§ **WHAT YOU WILL DO**
Which of the lines in the data below contain the string "objects"? Copy each of them.

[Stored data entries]
----

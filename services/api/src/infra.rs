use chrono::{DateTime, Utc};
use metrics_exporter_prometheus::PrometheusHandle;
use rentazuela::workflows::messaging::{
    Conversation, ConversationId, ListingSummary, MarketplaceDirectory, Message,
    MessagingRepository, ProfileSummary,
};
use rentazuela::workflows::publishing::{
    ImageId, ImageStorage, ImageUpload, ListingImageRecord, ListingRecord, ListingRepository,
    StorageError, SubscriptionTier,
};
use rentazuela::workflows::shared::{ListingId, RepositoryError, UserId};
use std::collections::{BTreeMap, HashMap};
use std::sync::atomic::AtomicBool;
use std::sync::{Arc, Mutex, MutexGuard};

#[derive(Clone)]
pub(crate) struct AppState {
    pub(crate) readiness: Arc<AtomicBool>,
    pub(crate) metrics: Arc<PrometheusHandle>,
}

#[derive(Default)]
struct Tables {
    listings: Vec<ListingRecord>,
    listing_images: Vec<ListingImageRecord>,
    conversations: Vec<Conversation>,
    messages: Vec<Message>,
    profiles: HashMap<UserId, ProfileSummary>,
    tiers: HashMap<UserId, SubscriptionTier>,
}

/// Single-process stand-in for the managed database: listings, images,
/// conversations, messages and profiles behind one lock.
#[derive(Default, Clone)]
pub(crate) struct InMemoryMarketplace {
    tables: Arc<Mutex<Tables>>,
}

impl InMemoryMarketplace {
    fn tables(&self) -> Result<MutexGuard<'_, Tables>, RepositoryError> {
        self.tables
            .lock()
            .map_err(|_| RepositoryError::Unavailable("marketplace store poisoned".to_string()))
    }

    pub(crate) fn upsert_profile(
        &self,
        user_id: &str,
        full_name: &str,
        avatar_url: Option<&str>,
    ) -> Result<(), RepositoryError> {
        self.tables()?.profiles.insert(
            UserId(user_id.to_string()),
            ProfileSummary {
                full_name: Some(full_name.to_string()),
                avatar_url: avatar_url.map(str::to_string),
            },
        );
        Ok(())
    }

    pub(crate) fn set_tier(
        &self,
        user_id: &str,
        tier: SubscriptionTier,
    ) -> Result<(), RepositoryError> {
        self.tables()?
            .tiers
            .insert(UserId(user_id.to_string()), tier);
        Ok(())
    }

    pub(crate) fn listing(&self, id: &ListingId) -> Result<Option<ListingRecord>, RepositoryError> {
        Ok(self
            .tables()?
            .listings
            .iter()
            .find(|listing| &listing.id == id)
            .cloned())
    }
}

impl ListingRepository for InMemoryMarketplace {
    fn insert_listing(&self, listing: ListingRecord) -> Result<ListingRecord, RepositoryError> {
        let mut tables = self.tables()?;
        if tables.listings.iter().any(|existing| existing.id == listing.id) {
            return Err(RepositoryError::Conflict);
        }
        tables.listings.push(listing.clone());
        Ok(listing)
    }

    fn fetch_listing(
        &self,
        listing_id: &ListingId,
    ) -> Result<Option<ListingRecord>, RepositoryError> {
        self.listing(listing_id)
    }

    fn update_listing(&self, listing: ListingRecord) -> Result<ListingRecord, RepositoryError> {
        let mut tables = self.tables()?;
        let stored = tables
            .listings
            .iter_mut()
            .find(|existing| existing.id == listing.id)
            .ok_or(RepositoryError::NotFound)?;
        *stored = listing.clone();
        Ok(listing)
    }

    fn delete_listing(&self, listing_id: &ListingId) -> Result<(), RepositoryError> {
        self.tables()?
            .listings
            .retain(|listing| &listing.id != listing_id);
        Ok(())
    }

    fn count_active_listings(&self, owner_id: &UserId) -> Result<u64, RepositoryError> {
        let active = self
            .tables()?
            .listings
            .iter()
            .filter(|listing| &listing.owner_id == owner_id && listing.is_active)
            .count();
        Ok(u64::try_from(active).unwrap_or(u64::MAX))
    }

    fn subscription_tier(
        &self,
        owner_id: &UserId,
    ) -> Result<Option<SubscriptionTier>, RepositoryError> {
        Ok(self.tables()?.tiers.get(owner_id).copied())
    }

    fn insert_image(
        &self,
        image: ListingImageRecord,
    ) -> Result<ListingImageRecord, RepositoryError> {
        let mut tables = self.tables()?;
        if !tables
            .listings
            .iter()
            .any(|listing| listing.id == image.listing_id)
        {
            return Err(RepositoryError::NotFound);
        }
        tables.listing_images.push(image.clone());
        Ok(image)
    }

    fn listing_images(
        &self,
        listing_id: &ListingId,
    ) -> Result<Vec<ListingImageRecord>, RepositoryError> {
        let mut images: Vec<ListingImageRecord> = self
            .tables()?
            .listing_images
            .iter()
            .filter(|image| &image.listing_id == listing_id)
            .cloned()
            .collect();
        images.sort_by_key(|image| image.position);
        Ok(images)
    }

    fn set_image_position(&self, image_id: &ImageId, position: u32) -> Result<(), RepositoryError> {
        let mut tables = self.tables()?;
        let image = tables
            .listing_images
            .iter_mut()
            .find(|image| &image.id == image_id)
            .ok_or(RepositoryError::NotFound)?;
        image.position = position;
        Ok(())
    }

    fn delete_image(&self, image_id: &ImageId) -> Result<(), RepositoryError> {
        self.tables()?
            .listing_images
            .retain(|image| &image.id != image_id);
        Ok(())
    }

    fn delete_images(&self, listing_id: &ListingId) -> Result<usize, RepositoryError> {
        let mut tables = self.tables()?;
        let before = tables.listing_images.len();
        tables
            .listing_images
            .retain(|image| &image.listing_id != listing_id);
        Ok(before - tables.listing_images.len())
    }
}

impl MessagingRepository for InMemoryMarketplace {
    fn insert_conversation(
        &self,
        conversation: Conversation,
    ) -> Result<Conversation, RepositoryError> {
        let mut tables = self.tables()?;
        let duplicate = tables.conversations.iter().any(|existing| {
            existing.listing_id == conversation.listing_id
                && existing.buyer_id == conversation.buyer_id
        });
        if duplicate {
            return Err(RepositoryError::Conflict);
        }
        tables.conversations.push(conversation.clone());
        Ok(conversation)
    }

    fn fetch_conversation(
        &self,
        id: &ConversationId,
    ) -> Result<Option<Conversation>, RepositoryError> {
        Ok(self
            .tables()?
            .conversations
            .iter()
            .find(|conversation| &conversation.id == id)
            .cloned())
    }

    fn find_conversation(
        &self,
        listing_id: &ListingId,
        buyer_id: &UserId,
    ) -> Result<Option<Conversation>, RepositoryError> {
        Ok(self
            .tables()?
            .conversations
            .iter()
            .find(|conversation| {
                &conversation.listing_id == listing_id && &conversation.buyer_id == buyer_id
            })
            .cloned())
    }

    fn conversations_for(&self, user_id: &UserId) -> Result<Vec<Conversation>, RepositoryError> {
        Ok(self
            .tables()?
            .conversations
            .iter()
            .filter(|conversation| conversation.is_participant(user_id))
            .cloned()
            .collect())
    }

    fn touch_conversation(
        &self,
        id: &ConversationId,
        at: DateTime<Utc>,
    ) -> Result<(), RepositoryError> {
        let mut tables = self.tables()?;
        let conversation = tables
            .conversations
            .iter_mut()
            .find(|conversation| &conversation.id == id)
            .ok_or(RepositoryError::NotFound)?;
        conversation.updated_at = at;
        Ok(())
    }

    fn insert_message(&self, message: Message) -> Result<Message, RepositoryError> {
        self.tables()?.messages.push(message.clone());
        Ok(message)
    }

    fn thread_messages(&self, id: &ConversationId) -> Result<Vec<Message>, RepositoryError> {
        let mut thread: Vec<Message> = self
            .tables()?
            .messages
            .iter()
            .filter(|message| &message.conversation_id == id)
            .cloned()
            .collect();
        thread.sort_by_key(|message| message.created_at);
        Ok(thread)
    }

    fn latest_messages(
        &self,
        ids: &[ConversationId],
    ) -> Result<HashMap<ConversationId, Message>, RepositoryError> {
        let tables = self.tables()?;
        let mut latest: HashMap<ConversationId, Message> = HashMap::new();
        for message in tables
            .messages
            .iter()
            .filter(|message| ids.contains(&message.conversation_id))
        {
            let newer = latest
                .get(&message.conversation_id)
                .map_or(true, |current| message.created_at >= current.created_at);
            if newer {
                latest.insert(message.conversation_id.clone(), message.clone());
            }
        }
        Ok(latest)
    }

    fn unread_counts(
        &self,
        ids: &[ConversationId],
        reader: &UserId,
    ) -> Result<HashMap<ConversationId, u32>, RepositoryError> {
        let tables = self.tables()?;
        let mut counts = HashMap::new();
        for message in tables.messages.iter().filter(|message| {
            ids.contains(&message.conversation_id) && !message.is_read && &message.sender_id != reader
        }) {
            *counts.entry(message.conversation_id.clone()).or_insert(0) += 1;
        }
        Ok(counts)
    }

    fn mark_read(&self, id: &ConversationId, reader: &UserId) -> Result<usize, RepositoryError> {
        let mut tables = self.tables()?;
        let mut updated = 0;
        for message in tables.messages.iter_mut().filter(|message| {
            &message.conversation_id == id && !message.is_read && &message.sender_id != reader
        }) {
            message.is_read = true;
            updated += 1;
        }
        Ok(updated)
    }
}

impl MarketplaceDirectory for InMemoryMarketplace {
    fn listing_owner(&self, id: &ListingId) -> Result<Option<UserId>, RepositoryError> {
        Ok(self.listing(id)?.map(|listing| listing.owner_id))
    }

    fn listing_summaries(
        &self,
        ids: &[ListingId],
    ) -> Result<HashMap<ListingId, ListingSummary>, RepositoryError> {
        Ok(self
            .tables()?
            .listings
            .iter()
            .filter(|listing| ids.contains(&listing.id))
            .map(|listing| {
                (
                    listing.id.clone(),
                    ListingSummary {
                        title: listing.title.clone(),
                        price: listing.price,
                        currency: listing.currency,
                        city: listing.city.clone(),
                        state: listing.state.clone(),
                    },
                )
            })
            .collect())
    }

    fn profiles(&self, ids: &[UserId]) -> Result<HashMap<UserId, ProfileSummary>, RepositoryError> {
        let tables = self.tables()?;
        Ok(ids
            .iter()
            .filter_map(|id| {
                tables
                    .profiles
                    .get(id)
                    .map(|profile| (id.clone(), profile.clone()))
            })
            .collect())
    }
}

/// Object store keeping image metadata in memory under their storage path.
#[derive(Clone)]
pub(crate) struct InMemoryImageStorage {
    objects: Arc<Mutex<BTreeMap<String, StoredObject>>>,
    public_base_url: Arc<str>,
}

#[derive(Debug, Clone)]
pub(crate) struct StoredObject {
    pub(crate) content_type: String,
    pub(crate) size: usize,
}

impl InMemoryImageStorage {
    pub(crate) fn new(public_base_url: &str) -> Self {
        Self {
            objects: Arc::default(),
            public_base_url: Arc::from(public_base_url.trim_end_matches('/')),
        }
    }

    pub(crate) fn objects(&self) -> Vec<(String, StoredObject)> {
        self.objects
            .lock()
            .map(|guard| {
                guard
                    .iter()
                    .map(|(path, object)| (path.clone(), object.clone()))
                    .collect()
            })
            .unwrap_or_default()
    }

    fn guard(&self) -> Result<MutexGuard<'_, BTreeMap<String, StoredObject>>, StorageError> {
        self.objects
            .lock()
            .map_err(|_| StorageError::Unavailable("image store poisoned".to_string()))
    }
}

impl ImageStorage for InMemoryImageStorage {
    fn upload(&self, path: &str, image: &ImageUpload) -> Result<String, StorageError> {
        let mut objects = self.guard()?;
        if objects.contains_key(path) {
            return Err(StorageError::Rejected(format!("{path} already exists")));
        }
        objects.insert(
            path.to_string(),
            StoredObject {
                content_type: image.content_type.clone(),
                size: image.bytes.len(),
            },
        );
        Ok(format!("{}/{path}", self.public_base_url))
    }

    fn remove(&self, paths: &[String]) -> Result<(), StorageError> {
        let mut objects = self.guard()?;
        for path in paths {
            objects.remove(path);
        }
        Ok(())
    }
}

----

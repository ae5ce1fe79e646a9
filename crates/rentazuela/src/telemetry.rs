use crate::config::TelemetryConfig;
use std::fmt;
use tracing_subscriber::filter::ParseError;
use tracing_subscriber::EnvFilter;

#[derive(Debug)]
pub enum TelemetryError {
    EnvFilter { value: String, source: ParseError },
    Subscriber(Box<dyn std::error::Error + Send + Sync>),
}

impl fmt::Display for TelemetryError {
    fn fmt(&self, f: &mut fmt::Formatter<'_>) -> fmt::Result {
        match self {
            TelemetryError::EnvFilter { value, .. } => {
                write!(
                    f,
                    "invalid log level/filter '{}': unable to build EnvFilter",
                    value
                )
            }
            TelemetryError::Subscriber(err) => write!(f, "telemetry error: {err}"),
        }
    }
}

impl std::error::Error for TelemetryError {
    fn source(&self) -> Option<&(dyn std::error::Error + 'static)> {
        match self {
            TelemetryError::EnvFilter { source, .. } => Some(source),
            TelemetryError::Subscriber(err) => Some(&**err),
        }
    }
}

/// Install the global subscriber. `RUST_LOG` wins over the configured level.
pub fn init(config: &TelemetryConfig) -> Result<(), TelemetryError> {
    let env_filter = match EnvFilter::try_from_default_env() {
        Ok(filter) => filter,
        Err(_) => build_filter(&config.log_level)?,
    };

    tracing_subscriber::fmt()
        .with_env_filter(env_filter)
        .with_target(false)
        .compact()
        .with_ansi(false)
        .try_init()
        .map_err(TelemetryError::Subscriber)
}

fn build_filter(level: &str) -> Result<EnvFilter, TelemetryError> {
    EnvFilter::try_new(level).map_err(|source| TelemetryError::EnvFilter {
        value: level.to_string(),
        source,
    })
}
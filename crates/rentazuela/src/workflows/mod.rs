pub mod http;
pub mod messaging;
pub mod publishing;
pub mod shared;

----

§ **ANSWER FOR THIS EXERCISE**
    objects: Arc<Mutex<BTreeMap<String, StoredObject>>>,
            objects: Arc::default(),
    pub(crate) fn objects(&self) -> Vec<(String, StoredObject)> {
        self.objects
        self.objects
        let mut objects = self.guard()?;
        if objects.contains_key(path) {
        objects.insert(
        let mut objects = self.guard()?;
            objects.remove(path);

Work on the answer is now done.